━━━━━ Extracted records
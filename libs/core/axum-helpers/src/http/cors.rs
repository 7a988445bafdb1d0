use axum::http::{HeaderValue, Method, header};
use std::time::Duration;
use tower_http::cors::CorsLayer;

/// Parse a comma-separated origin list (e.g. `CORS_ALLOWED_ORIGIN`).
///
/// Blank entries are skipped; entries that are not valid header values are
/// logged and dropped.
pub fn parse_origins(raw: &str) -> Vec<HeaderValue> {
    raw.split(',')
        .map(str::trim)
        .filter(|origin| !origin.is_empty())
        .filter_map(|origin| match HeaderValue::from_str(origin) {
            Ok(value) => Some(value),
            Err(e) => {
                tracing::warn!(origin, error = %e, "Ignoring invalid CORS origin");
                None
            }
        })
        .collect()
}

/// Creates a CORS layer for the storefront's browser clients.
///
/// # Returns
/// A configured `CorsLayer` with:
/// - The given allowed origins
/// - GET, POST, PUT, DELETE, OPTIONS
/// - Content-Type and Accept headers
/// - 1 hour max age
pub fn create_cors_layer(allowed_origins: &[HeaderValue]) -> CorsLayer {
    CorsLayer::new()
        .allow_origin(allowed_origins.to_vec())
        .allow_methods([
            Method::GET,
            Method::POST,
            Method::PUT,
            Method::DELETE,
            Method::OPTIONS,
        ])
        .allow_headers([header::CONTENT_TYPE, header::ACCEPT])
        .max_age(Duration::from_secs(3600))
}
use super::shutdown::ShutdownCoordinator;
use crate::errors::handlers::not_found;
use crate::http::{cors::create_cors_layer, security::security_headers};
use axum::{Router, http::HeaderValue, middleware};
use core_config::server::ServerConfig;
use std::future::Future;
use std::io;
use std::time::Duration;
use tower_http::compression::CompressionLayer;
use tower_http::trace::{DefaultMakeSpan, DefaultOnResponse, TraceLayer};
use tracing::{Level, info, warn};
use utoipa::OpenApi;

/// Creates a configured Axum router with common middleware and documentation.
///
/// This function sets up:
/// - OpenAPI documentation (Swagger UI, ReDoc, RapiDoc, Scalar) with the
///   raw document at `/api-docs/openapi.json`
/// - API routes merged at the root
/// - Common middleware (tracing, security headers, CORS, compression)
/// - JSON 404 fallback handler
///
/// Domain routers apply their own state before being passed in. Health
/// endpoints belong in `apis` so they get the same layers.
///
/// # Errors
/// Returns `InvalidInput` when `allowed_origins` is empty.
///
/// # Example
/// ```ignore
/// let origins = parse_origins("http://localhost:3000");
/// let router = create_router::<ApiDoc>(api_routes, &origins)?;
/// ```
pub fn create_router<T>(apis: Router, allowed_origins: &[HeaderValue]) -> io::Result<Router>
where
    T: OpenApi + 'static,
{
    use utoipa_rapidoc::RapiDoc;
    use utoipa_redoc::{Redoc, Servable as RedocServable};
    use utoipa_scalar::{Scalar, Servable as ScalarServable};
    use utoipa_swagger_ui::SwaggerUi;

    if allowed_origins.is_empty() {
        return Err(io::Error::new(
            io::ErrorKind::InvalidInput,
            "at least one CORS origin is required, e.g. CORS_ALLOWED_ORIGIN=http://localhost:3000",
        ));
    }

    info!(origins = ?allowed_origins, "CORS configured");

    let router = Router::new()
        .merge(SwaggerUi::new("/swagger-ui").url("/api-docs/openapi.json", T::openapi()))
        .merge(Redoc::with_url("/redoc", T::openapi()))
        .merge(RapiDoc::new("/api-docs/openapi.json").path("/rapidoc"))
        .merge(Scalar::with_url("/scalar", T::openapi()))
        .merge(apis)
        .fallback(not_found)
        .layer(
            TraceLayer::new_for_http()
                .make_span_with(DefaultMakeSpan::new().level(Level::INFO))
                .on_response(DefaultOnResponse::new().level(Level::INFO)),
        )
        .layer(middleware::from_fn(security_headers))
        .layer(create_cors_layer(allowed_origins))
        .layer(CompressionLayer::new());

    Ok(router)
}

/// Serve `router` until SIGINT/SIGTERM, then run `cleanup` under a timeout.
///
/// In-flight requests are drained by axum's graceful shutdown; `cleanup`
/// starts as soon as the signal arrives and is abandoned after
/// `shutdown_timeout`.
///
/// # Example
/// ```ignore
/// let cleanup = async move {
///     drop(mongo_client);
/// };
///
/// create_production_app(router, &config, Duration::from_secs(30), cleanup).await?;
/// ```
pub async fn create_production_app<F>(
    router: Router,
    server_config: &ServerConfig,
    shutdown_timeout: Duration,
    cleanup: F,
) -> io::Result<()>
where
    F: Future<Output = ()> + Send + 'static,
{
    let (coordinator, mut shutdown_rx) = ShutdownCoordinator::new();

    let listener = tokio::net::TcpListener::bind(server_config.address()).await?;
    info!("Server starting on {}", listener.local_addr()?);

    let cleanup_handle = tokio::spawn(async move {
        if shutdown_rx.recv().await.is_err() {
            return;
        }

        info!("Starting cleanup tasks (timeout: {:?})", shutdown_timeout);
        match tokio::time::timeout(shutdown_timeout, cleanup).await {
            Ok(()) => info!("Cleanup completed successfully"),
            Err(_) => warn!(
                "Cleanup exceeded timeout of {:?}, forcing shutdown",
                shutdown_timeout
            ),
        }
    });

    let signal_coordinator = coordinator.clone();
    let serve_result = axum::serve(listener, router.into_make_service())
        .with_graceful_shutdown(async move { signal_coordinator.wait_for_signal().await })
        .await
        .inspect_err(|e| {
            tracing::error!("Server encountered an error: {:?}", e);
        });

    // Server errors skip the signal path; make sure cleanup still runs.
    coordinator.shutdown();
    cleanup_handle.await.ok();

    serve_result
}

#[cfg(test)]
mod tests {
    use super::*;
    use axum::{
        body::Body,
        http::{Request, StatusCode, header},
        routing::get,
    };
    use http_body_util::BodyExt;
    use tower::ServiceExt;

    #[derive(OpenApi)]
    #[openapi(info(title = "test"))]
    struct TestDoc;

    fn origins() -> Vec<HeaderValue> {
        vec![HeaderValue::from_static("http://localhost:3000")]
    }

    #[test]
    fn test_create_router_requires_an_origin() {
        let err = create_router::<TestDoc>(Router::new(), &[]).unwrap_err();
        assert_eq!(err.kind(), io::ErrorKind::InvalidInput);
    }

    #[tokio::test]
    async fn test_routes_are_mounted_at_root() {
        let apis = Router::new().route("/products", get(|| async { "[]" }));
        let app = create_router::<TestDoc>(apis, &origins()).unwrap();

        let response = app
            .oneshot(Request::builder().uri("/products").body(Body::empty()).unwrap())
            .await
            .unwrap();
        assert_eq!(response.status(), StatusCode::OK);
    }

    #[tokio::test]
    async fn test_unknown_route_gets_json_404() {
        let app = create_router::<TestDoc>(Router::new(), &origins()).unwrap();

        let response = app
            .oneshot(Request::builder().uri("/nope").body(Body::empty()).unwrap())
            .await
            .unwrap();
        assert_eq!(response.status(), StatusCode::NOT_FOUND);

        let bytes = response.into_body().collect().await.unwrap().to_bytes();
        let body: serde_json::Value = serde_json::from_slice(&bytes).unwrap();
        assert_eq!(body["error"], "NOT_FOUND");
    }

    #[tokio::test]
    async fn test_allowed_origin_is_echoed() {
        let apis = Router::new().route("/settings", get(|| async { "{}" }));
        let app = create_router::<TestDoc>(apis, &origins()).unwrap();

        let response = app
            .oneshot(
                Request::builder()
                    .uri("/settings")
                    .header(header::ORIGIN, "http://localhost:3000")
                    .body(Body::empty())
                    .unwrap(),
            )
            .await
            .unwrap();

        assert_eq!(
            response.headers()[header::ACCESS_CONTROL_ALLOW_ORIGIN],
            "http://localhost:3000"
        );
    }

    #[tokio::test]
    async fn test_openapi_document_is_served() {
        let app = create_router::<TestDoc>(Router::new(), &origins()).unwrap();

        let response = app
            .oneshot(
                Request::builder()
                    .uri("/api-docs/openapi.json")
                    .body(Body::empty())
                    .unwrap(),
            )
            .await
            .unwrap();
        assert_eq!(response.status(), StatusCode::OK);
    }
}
━━━━━━━━━━
■ Task instructions ■
Copy out, from the material above, each line in which the string "bytes" is found.

■ Output of the task ■
        let bytes = response.into_body().collect().await.unwrap().to_bytes();
        let body: serde_json::Value = serde_json::from_slice(&bytes).unwrap();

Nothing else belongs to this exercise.